For the word "StoreRegisterUnsafe", report how many lines of the records below contain it, and nothing more.

* [Data for analysis]
■ ■ ■ ■ ■
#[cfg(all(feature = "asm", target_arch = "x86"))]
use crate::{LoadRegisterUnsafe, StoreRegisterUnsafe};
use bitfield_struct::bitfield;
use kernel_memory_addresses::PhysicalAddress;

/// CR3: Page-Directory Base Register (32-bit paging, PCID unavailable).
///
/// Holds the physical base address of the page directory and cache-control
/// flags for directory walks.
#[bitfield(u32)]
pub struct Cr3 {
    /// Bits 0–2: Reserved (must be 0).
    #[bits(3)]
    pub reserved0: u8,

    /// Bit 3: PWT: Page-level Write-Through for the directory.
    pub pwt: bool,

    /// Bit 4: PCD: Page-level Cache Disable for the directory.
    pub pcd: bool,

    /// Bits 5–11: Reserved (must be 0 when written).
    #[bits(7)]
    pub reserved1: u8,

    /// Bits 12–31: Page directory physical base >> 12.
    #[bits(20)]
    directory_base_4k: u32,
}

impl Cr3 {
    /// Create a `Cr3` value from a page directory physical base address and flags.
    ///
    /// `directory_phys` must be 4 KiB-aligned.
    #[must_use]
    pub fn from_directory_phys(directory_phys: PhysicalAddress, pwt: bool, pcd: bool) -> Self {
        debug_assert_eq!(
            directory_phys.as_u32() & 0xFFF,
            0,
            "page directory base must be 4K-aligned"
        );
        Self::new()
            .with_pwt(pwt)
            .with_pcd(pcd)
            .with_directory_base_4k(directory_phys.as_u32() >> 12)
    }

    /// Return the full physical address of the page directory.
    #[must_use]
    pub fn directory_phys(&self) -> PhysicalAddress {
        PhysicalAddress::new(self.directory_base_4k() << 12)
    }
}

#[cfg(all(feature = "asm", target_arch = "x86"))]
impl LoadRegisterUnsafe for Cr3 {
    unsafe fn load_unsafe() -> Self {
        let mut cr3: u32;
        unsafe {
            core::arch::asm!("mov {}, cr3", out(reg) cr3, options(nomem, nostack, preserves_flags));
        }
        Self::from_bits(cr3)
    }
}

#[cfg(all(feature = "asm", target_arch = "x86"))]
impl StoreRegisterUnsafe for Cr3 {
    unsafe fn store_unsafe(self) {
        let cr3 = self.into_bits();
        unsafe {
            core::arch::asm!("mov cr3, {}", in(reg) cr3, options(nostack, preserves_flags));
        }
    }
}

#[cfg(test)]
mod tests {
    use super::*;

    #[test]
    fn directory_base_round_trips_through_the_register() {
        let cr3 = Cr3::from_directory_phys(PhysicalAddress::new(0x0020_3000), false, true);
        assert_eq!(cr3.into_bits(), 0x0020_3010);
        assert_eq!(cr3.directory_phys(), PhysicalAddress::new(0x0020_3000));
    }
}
■ ■ ■ ■ ■
* [Response to this exercise] 2